***** MATERIAL FOR THIS TASK *****

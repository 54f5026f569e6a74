pub mod fleet;
pub mod fleet_manager;
pub mod hypervisor;
pub mod hypervisor_backend;
pub mod hypervisor_manager;
pub mod reconciliation;
pub mod store;
pub mod vm;
use crate::managers::{
    fleet::{FleetError, HypervisorCreator},
    hypervisor::{Hypervisor, HypervisorDescription, HypervisorError, HypervisorInfo, Status},
    hypervisor_backend::{BackendError, ConsoleStream, HypervisorBackend},
    reconciliation::ReconcileReport,
    store::{HypervisorRecord, Store, StoreError, VmRecord},
    vm::{VmCreateRequest, VmDescription, VmStateView},
};
use agent_protocol::{
    Domain, DomainDefinition, DomainState, DomainStateReport, HypervisorSpecs, MemoryUnit,
    StateAction,
};
use async_trait::async_trait;
use chrono::Utc;
use mockall::mock;
use rcgen::{
    BasicConstraints, Certificate, CertificateParams, DnType, ExtendedKeyUsagePurpose, IsCa,
    KeyPair, SanType, SerialNumber,
};
use rustls::pki_types::CertificateDer;
use std::net::{IpAddr, Ipv4Addr};
use std::str::FromStr;
use std::sync::Arc;
use tokio_util::sync::CancellationToken;
use uuid::Uuid;

pub fn create_example_uuid() -> Uuid {
    Uuid::from_str("a46289a4-5902-4586-81a3-908bdd62e7a1").unwrap()
}

pub fn create_example_owner() -> Uuid {
    Uuid::from_str("0d4a7ec4-3f55-4b8e-9a33-5c1f2f6f9e10").unwrap()
}

pub fn create_example_hypervisor_info() -> HypervisorInfo {
    HypervisorInfo {
        id: create_example_uuid(),
        hostname: String::from("hv01"),
        site: String::from("lab"),
        agent_url: String::from("https://hv01.lab:8443"),
    }
}

pub fn create_example_hypervisor_record() -> HypervisorRecord {
    let info = create_example_hypervisor_info();
    HypervisorRecord {
        id: info.id,
        hostname: info.hostname,
        agent_url: info.agent_url,
        agent_cert_serial: String::from("4660"),
        site: info.site,
        created: Utc::now(),
        updated: Utc::now(),
        remarks: String::new(),
    }
}

pub fn create_example_specs() -> HypervisorSpecs {
    HypervisorSpecs {
        cpu_model: String::from("EPYC"),
        arch: String::from("x86_64"),
        ram_total: 68719476736,
        ram_free: 34359738368,
        cpu_count: 32,
        cpu_frequency_mhz: 2800,
        numa_nodes: 1,
        cpu_sockets: 1,
        cpu_cores: 16,
        cpu_threads: 2,
        qemu_version: String::from("8.2.0"),
        libvirt_version: String::from("10.0.0"),
    }
}

pub fn create_example_description(status: Status) -> HypervisorDescription {
    HypervisorDescription {
        info: create_example_hypervisor_info(),
        status,
        status_reason: String::from("example"),
        specs: None,
        vm_count: 0,
        reachable: status == Status::Online,
    }
}

/// Declared row with a fresh id on the example hypervisor.
pub fn create_example_vm_record(cpu: u32, memory_bytes: u64) -> VmRecord {
    VmRecord {
        id: Uuid::new_v4(),
        hypervisor_id: create_example_uuid(),
        hostname: String::from("vm01"),
        owner_id: create_example_owner(),
        cpu,
        memory_bytes,
        created: Utc::now(),
        updated: Utc::now(),
        remarks: String::new(),
    }
}

/// Agent reported running domain, memory in KiB.
pub fn create_example_domain(id: Uuid, vcpu: u32, memory_kib: u64) -> Domain {
    Domain {
        id,
        name: String::from("vm01"),
        vcpu,
        memory: memory_kib,
        memory_unit: MemoryUnit::KiB,
        state: Some(DomainStateReport {
            state: 1,
            reason: 1,
        }),
    }
}

pub fn create_example_vm_request() -> VmCreateRequest {
    VmCreateRequest {
        hostname: String::from("vm01"),
        owner: create_example_owner(),
        cpu: 2,
        memory_mib: 2048,
        image: String::from("debian-12"),
        cloud_init: None,
        os: String::from("linux"),
        os_variant: String::from("debian12"),
        disks: vec![],
        interfaces: vec![],
        remarks: String::new(),
    }
}

pub struct ExamplePki {
    pub ca_pem: String,
    pub ca_der: CertificateDer<'static>,
    pub server_pem: String,
    pub server_key_pem: String,
    pub server_der: CertificateDer<'static>,
    pub client_pem: String,
    pub client_key_pem: String,
}

fn sign_leaf(
    serial: Vec<u8>,
    usage: ExtendedKeyUsagePurpose,
    ca: &Certificate,
    ca_key: &KeyPair,
) -> (Certificate, KeyPair) {
    let key = KeyPair::generate().unwrap();
    let mut params = CertificateParams::default();
    params.serial_number = Some(SerialNumber::from(serial));
    params.subject_alt_names = vec![SanType::IpAddress(IpAddr::V4(Ipv4Addr::LOCALHOST))];
    params.extended_key_usages = vec![usage];
    (params.signed_by(&key, ca, ca_key).unwrap(), key)
}

/// Fresh CA with an agent certificate (serial 4660) and a controller
/// certificate (serial 22136), both valid for 127.0.0.1.
pub fn create_example_pki() -> ExamplePki {
    let ca_key = KeyPair::generate().unwrap();
    let mut ca_params = CertificateParams::default();
    ca_params.is_ca = IsCa::Ca(BasicConstraints::Unconstrained);
    ca_params
        .distinguished_name
        .push(DnType::CommonName, format!("fleet example ca {}", Uuid::new_v4()));
    let ca = ca_params.self_signed(&ca_key).unwrap();
    let (server, server_key) =
        sign_leaf(vec![0x12, 0x34], ExtendedKeyUsagePurpose::ServerAuth, &ca, &ca_key);
    let (client, client_key) =
        sign_leaf(vec![0x56, 0x78], ExtendedKeyUsagePurpose::ClientAuth, &ca, &ca_key);
    ExamplePki {
        ca_pem: ca.pem(),
        ca_der: ca.der().clone(),
        server_pem: server.pem(),
        server_key_pem: server_key.serialize_pem(),
        server_der: server.der().clone(),
        client_pem: client.pem(),
        client_key_pem: client_key.serialize_pem(),
    }
}

mock! {
    pub HypervisorBackend {}

    #[async_trait]
    impl HypervisorBackend for HypervisorBackend {
        async fn get_specs(&self) -> Result<HypervisorSpecs, BackendError>;
        async fn list_vms(&self) -> Result<Vec<Domain>, BackendError>;
        async fn get_vm(&self, vm_id: &Uuid) -> Result<Domain, BackendError>;
        async fn get_vm_state(&self, vm_id: &Uuid) -> Result<DomainStateReport, BackendError>;
        async fn set_vm_state(&self, vm_id: &Uuid, action: StateAction) -> Result<DomainStateReport, BackendError>;
        async fn create_vm(&self, definition: &DomainDefinition) -> Result<(), BackendError>;
        async fn delete_vm(&self, vm_id: &Uuid) -> Result<(), BackendError>;
        async fn open_console(&self, vm_id: &Uuid) -> Result<ConsoleStream, BackendError>;
    }
}

mock! {
    pub Store {}

    #[async_trait]
    impl Store for Store {
        async fn list_hypervisors(&self) -> Result<Vec<HypervisorRecord>, StoreError>;
        async fn list_vms(&self, hypervisor_id: &Uuid) -> Result<Vec<VmRecord>, StoreError>;
        async fn insert_vm(&self, record: VmRecord) -> Result<(), StoreError>;
        async fn delete_vm(&self, vm_id: &Uuid) -> Result<(), StoreError>;
    }
}

mock! {
    pub Hypervisor {}

    #[async_trait]
    impl Hypervisor for Hypervisor {
        async fn init(&mut self, token: &CancellationToken) -> Result<(), HypervisorError>;
        async fn refresh(&mut self, token: &CancellationToken) -> Result<(), HypervisorError>;
        async fn reconcile_vms(&mut self, token: &CancellationToken) -> Result<ReconcileReport, HypervisorError>;
        async fn create_vm(&mut self, request: VmCreateRequest, token: &CancellationToken) -> Result<Uuid, HypervisorError>;
        async fn delete_vm(&mut self, vm_id: &Uuid, token: &CancellationToken) -> Result<(), HypervisorError>;
        async fn get_vm_state(&mut self, vm_id: &Uuid, token: &CancellationToken) -> Result<VmStateView, HypervisorError>;
        async fn set_vm_state(&mut self, vm_id: &Uuid, action: StateAction, token: &CancellationToken) -> Result<DomainState, HypervisorError>;
        fn describe(&self) -> HypervisorDescription;
        fn get_vm(&self, vm_id: &Uuid) -> Result<VmDescription, HypervisorError>;
        fn list_vms(&self) -> Vec<VmDescription>;
        fn last_report(&self) -> Option<ReconcileReport>;
        fn backend(&self) -> Arc<dyn HypervisorBackend + Send + Sync>;
    }
}

mock! {
    pub HypervisorCreator {}

    impl HypervisorCreator for HypervisorCreator {
        fn create_hypervisor(&self, record: &HypervisorRecord) -> Result<Box<dyn Hypervisor + Send + Sync>, FleetError>;
    }
}
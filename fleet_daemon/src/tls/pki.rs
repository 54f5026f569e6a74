use super::serial_verifier::{certificate_serial, SerialPinningVerifier};
use log::info;
use rustls::client::WebPkiServerVerifier;
use rustls::crypto::CryptoProvider;
use rustls::pki_types::{CertificateDer, PrivateKeyDer};
use rustls::{ClientConfig, RootCertStore};
use std::path::Path;
use std::sync::Arc;
use thiserror::Error;

const CA_FILE: &str = "ca.crt";

#[derive(Debug, Error, Clone, PartialEq, Eq)]
pub enum PkiError {
    #[error("Failed to read {path}: {reason}")]
    Read { path: String, reason: String },
    #[error("No certificate found in {0}")]
    MissingCertificate(String),
    #[error("No private key found in {0}")]
    MissingKey(String),
    #[error("Failed to parse {0}")]
    Parse(String),
    #[error("Failed to build tls configuration: {0}")]
    Config(String),
}

/// Cluster CA plus this controller's client certificate and key.
pub struct TlsIdentity {
    roots: Arc<RootCertStore>,
    chain: Vec<CertificateDer<'static>>,
    key: PrivateKeyDer<'static>,
    provider: Arc<CryptoProvider>,
}

async fn read(path: &Path) -> Result<Vec<u8>, PkiError> {
    tokio::fs::read(path).await.map_err(|err| PkiError::Read {
        path: path.display().to_string(),
        reason: err.to_string(),
    })
}

fn parse_certificates(pem: &[u8], source: &str) -> Result<Vec<CertificateDer<'static>>, PkiError> {
    let certificates = rustls_pemfile::certs(&mut std::io::BufReader::new(pem))
        .collect::<Result<Vec<_>, _>>()
        .map_err(|err| PkiError::Parse(format!("{}: {}", source, err)))?;
    if certificates.is_empty() {
        return Err(PkiError::MissingCertificate(source.to_string()));
    }
    Ok(certificates)
}

impl TlsIdentity {
    /// Reads `ca.crt`, `<hostname>.crt` and `<hostname>.key` from `tls_path`.
    pub async fn load(tls_path: &Path, hostname: &str) -> Result<Self, PkiError> {
        let ca = read(&tls_path.join(CA_FILE)).await?;
        let certificate = read(&tls_path.join(format!("{}.crt", hostname))).await?;
        let key = read(&tls_path.join(format!("{}.key", hostname))).await?;
        let identity = Self::from_pem(&ca, &certificate, &key)?;
        info!(
            "Loaded tls identity for {} from {}, certificate serial {}",
            hostname,
            tls_path.display(),
            identity.serial()?
        );
        Ok(identity)
    }

    pub fn from_pem(ca: &[u8], certificate: &[u8], key: &[u8]) -> Result<Self, PkiError> {
        let mut roots = RootCertStore::empty();
        for certificate in parse_certificates(ca, CA_FILE)? {
            roots
                .add(certificate)
                .map_err(|err| PkiError::Parse(format!("{}: {}", CA_FILE, err)))?;
        }
        let chain = parse_certificates(certificate, "certificate")?;
        let key = rustls_pemfile::private_key(&mut std::io::BufReader::new(key))
            .map_err(|err| PkiError::Parse(format!("private key: {}", err)))?
            .ok_or_else(|| PkiError::MissingKey(String::from("private key")))?;
        Ok(TlsIdentity {
            roots: Arc::new(roots),
            chain,
            key,
            provider: Arc::new(rustls::crypto::ring::default_provider()),
        })
    }

    /// Serial number of this controller's own certificate.
    pub fn serial(&self) -> Result<String, PkiError> {
        let leaf = self
            .chain
            .first()
            .ok_or_else(|| PkiError::MissingCertificate(String::from("certificate")))?;
        certificate_serial(leaf).map_err(PkiError::Parse)
    }

    /// Client configuration that only completes a handshake with a server
    /// whose leaf certificate serial equals `expected_serial`.
    pub fn client_config(&self, expected_serial: &str) -> Result<ClientConfig, PkiError> {
        let inner =
            WebPkiServerVerifier::builder_with_provider(self.roots.clone(), self.provider.clone())
                .build()
                .map_err(|err| PkiError::Config(err.to_string()))?;
        ClientConfig::builder_with_provider(self.provider.clone())
            .with_safe_default_protocol_versions()
            .map_err(|err| PkiError::Config(err.to_string()))?
            .dangerous()
            .with_custom_certificate_verifier(Arc::new(SerialPinningVerifier::new(
                inner,
                expected_serial,
            )))
            .with_client_auth_cert(self.chain.clone(), self.key.clone_key())
            .map_err(|err| PkiError::Config(err.to_string()))
    }
}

*****

EXERCISE INSTRUCTIONS —
All lines in the listing above between the line with "async fn init(&mut" and the line with "fn last_report(&self) ->", inclusive, should be set down exactly, and no line outside that range.

SOLUTION FOR THIS TASK —
        async fn init(&mut self, token: &CancellationToken) -> Result<(), HypervisorError>;
        async fn refresh(&mut self, token: &CancellationToken) -> Result<(), HypervisorError>;
        async fn reconcile_vms(&mut self, token: &CancellationToken) -> Result<ReconcileReport, HypervisorError>;
        async fn create_vm(&mut self, request: VmCreateRequest, token: &CancellationToken) -> Result<Uuid, HypervisorError>;
        async fn delete_vm(&mut self, vm_id: &Uuid, token: &CancellationToken) -> Result<(), HypervisorError>;
        async fn get_vm_state(&mut self, vm_id: &Uuid, token: &CancellationToken) -> Result<VmStateView, HypervisorError>;
        async fn set_vm_state(&mut self, vm_id: &Uuid, action: StateAction, token: &CancellationToken) -> Result<DomainState, HypervisorError>;
        fn describe(&self) -> HypervisorDescription;
        fn get_vm(&self, vm_id: &Uuid) -> Result<VmDescription, HypervisorError>;
        fn list_vms(&self) -> Vec<VmDescription>;
        fn last_report(&self) -> Option<ReconcileReport>;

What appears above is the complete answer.